An excerpt from Lawrence O'Donnell's 'Playing With Fire'

Richard Nixon was in a makeup chair when he met Roger Ailes. Maybe it was the makeup chair that set Ailes off. He was looking at the man who might have been president now if he had just sat in the makeup chair CBS offered him in Chicago before the first televised presidential debate in American history. Nixon had ignored the network’s makeup artist and used a drugstore product called Lazy Shave to cover his heavy five o’clock shadow. Nixon once said, “I can shave within 30 seconds before I go on television and still have a beard.” The day after the debate, the Chicago Daily News ran the headline Was Nixon Sabotaged by TV Makeup Artists? Richard Daley, the all-powerful Democratic mayor of Chicago said, “My God, they’ve embalmed him before he even died.” Nixon lost the election to John F. Kennedy by two-tenths of 1 percent of the vote, 49.7 percent to 49.5 percent. In an election that close every mistake matters. A mistake like not getting the makeup right was the kind of thing that infuriated Ailes.

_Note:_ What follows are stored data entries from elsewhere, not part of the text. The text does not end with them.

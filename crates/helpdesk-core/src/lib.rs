//! # Helpdesk Core
//!
//! Foundation types shared by every helpdesk crate.
//!
//! ## Modules
//!
//! - [`exception`]: The boundary [`Error`] enum that every crate converts its
//!   domain errors into, together with the HTTP status each variant maps to.
//! - [`validators`]: Character-length validation and the [`ValidationErrors`]
//!   collection used to report field-level problems.
//!
//! ## Quick Start
//!
//! ```rust
//! use helpdesk_core::validators::{LengthValidator, ValidationErrors};
//! use helpdesk_core::exception::Error;
//!
//! let title = LengthValidator::between(3, 120);
//! let mut errors = ValidationErrors::new();
//! errors.check("title", title.validate("ok"));
//!
//! let error = Error::from(errors);
//! assert_eq!(error.status_code(), 400);
//! ```

pub mod exception;
pub mod validators;

pub use exception::{Error, Result};
pub use validators::{FieldIssue, LengthValidator, ValidationErrors};
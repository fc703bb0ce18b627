use bytes::Bytes;
use helpdesk_core::exception::Error;
use helpdesk_core::validators::ValidationErrors;
use hyper::{HeaderMap, Method, Uri, Version};
use serde::de::DeserializeOwned;
use std::net::SocketAddr;

/// A fully buffered HTTP request.
///
/// `extensions` carries per-request values set by middleware, such as the
/// authenticated identity.
#[derive(Debug)]
pub struct Request {
	pub method: Method,
	pub uri: Uri,
	pub version: Version,
	pub headers: HeaderMap,
	pub body: Bytes,
	pub remote_addr: Option<SocketAddr>,
	pub extensions: http::Extensions,
}

impl Request {
	pub fn new(method: Method, uri: Uri, version: Version, headers: HeaderMap, body: Bytes) -> Self {
		Self {
			method,
			uri,
			version,
			headers,
			body,
			remote_addr: None,
			extensions: http::Extensions::new(),
		}
	}

	/// Start building a request.
	///
	/// # Examples
	///
	/// ```
	/// use helpdesk_http::Request;
	/// use hyper::Method;
	///
	/// let request = Request::builder()
	///     .method(Method::POST)
	///     .uri("/tickets")
	///     .header("content-type", "application/json")
	///     .body(r#"{"title":"Printer broken"}"#)
	///     .build()
	///     .unwrap();
	///
	/// assert_eq!(request.path(), "/tickets");
	/// assert_eq!(request.header("content-type"), Some("application/json"));
	/// ```
	pub fn builder() -> RequestBuilder {
		RequestBuilder::default()
	}

	pub fn path(&self) -> &str {
		self.uri.path()
	}

	/// Header value as a string, if present and valid UTF-8
	pub fn header(&self, name: &str) -> Option<&str> {
		self.headers.get(name).and_then(|v| v.to_str().ok())
	}

	/// Deserialize the body as JSON.
	///
	/// An empty body is read as `{}` so that payloads made entirely of
	/// optional fields report missing fields instead of a parse failure.
	/// Malformed input becomes a validation error on the `body` field.
	pub fn json<T: DeserializeOwned>(&self) -> Result<T, Error> {
		let raw: &[u8] = if self.body.iter().all(u8::is_ascii_whitespace) {
			b"{}"
		} else {
			&self.body
		};

		serde_json::from_slice(raw)
			.map_err(|e| Error::Validation(ValidationErrors::single("body", e.to_string())))
	}
}

#[derive(Debug)]
pub struct RequestBuilder {
	method: Method,
	uri: Option<String>,
	version: Version,
	headers: Vec<(String, String)>,
	body: Bytes,
	remote_addr: Option<SocketAddr>,
}

impl Default for RequestBuilder {
	fn default() -> Self {
		Self {
			method: Method::GET,
			uri: None,
			version: Version::HTTP_11,
			headers: Vec::new(),
			body: Bytes::new(),
			remote_addr: None,
		}
	}
}

impl RequestBuilder {
	pub fn method(mut self, method: Method) -> Self {
		self.method = method;
		self
	}

	pub fn uri(mut self, uri: impl Into<String>) -> Self {
		self.uri = Some(uri.into());
		self
	}

	pub fn version(mut self, version: Version) -> Self {
		self.version = version;
		self
	}

	pub fn header(mut self, name: impl Into<String>, value: impl Into<String>) -> Self {
		self.headers.push((name.into(), value.into()));
		self
	}

	pub fn headers(mut self, headers: HeaderMap) -> Self {
		for (name, value) in headers.iter() {
			if let Ok(value) = value.to_str() {
				self.headers.push((name.to_string(), value.to_string()));
			}
		}
		self
	}

	pub fn body(mut self, body: impl Into<Bytes>) -> Self {
		self.body = body.into();
		self
	}

	pub fn remote_addr(mut self, addr: SocketAddr) -> Self {
		self.remote_addr = Some(addr);
		self
	}

	pub fn build(self) -> Result<Request, http::Error> {
		let uri: Uri = self.uri.as_deref().unwrap_or("/").parse()?;

		let mut headers = HeaderMap::new();
		for (name, value) in self.headers {
			let name = http::header::HeaderName::from_bytes(name.as_bytes())?;
			let value = http::header::HeaderValue::from_str(&value)?;
			headers.append(name, value);
		}

		let mut request = Request::new(self.method, uri, self.version, headers, self.body);
		request.remote_addr = self.remote_addr;
		Ok(request)
	}
}

#[cfg(test)]
mod tests {
	use super::*;
	use rstest::rstest;
	use serde::Deserialize;

	#[derive(Debug, Deserialize)]
	struct Payload {
		title: Option<String>,
	}

	#[rstest]
	#[case("")]
	#[case("  \n")]
	fn test_json_empty_body_is_empty_object(#[case] body: &'static str) {
		let request = Request::builder().body(body).build().unwrap();

		let payload: Payload = request.json().unwrap();

		assert!(payload.title.is_none());
	}

	#[rstest]
	fn test_json_malformed_body_names_body_field() {
		let request = Request::builder().body("{not json").build().unwrap();

		let error = request.json::<Payload>().unwrap_err();

		assert_eq!(error.status_code(), 400);
		assert!(error.issues().is_some_and(|i| i.has_field("body")));
	}

	#[rstest]
	fn test_builder_defaults() {
		let request = Request::builder().build().unwrap();

		assert_eq!(request.method, Method::GET);
		assert_eq!(request.path(), "/");
		assert!(request.remote_addr.is_none());
	}

	#[rstest]
	fn test_builder_rejects_invalid_header() {
		let result = Request::builder().header("bad header", "x").build();

		assert!(result.is_err());
	}
}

Now, seven years later, Ailes was meeting Nixon for the first time, in the makeup room of The Mike Douglas Show. At age twenty-six, Ailes looked like an assistant, but in fact he was the boss, the executive producer of the show. And Nixon was once again a presidential candidate in what was beginning to look like a crowded field coveting the 1968 Republican nomination.

Ailes wanted Nixon to be president, and he knew the most powerful force blocking Nixon’s path to the White House was television. To win the White House in the 1960s you had to understand and respect the power of television. Ailes knew that one of Nixon’s potential rivals for the Republican nomination understood everything about television: Ronald Reagan, the former film and TV actor. Ailes wondered what Nixon had learned about TV since the makeup disaster of the 1960 campaign.

Sitting in the makeup chair, Nixon offhandedly mentioned to Ailes how silly it felt to try to reach voters by appearing on an afternoon talk show like this one instead of a news show like Meet the Press. The Mike Douglas Show was targeted at housewives and usually populated by B-list show biz celebrities. In response, Ailes instantly rattled off a list of every bad move Nixon had ever made on TV. It was a long list. Ailes was a teenager when he had seen some of these things. This was not the way people talked to former vice president Richard Milhous Nixon. There was none of the deference Nixon had been accustomed to for decades. And he loved it.

On the spot, Nixon made Ailes an offer he couldn’t refuse: instead of trying to make Mike Douglas America’s biggest afternoon TV star, make Richard Nixon America’s next president.

With Ailes on the media team, the Nixon campaign was ready to make the move from being the worst  TV campaign to the best. “Just tell me what to do and I’ll do it,” Nixon told his media team. “We’re going to build this whole campaign around television.”

Roger Ailes’s career in Republican politics, which included every day he ran Fox News, turned out to be longer than Richard Nixon’s. Ailes became more influential in Republican politics than Nixon ever was. We have reason to wonder who would be president today if Richard Nixon had not provoked Roger Ailes in The Mike Douglas Show makeup room. Such are the seeds that were planted in American politics in the 1968 presidential campaign

“Run, Bobby, Run!”

Bobby was a natural on television. In 1967, he was the only potential presidential candidate who could charm a TV audience just by being himself. All he needed was his smile. Bobby was the Elvis of American politics—the only politician who didn’t need a last name to identify him. But his last name was everything.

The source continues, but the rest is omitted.